## Directions
Retrieve every line of the data holding the word "warn".

(Saved data entries)
● ● ● ● ●

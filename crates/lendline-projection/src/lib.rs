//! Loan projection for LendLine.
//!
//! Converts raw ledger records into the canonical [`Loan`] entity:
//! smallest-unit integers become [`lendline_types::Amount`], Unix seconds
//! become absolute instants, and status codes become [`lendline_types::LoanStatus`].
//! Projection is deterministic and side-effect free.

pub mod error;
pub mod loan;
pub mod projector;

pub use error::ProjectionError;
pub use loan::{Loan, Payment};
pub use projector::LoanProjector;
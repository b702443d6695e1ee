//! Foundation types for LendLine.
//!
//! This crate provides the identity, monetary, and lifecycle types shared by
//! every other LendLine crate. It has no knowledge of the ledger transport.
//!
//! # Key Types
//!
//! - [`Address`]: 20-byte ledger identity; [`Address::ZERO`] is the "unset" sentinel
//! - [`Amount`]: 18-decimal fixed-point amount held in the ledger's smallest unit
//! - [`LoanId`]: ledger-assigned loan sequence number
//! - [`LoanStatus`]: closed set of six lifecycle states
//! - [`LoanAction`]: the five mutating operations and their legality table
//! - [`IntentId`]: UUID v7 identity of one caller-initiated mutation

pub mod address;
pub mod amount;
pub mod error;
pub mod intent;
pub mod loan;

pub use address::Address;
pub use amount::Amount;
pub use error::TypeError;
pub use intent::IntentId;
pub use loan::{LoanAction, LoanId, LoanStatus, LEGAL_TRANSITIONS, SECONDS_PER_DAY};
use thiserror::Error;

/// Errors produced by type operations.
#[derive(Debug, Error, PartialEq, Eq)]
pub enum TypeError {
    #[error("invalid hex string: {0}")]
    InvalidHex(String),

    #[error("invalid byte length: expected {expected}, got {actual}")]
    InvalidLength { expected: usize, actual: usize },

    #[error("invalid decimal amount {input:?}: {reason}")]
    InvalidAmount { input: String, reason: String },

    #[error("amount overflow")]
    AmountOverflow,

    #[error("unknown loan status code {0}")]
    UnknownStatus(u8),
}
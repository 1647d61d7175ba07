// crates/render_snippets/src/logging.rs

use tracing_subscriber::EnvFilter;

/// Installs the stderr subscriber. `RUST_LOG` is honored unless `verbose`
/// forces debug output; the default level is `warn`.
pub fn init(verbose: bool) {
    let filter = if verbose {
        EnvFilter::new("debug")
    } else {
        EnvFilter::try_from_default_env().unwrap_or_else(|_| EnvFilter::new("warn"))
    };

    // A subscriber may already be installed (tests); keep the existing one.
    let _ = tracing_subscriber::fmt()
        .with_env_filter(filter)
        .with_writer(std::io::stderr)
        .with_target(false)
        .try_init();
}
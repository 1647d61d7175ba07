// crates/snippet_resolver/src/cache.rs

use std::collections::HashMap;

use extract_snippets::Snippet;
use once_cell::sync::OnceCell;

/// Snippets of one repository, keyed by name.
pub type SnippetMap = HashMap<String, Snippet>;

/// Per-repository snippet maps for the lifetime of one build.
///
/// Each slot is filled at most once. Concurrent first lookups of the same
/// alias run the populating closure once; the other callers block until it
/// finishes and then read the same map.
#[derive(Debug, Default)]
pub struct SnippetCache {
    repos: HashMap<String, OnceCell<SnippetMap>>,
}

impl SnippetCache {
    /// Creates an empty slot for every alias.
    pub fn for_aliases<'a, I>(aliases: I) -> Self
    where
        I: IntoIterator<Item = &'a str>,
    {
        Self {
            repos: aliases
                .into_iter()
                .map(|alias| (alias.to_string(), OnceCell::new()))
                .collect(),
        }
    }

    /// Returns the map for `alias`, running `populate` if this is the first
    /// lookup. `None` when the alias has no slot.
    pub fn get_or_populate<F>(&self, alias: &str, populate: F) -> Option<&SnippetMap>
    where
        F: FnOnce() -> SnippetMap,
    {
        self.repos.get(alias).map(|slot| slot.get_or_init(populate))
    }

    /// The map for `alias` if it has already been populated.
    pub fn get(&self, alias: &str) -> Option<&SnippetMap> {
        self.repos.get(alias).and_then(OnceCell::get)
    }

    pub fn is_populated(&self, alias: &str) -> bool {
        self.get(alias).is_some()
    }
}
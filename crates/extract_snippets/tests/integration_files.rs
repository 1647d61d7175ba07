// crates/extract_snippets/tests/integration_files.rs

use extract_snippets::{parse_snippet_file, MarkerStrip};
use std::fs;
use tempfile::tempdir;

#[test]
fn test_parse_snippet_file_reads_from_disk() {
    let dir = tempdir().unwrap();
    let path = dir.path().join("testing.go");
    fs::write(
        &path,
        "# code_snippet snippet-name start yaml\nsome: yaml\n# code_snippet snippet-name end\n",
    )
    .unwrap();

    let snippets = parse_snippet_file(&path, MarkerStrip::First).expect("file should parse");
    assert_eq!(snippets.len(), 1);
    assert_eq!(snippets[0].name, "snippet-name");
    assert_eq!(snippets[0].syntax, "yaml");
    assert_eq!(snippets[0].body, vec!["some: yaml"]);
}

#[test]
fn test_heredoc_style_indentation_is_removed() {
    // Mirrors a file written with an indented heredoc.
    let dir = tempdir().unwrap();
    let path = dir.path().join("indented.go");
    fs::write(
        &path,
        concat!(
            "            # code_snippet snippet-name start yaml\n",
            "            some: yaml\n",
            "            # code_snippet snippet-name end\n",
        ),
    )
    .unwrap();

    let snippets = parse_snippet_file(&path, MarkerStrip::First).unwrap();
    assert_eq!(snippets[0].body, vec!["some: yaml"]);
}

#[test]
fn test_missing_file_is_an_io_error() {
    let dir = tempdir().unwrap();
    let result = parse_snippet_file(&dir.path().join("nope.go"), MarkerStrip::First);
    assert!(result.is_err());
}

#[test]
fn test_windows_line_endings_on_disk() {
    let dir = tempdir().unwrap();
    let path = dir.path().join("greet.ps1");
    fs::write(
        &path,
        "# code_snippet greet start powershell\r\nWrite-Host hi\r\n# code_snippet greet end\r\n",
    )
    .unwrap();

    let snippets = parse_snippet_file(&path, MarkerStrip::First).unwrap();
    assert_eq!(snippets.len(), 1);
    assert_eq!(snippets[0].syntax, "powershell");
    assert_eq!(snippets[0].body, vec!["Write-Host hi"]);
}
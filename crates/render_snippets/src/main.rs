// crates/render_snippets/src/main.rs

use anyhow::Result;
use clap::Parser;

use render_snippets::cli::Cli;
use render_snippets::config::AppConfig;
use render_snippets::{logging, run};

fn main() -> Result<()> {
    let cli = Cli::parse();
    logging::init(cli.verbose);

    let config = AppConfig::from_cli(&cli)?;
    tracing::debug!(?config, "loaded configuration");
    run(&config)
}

● ● ● ● ●

## Your response
/// forces debug output; the default level is `warn`.
        EnvFilter::try_from_default_env().unwrap_or_else(|_| EnvFilter::new("warn"))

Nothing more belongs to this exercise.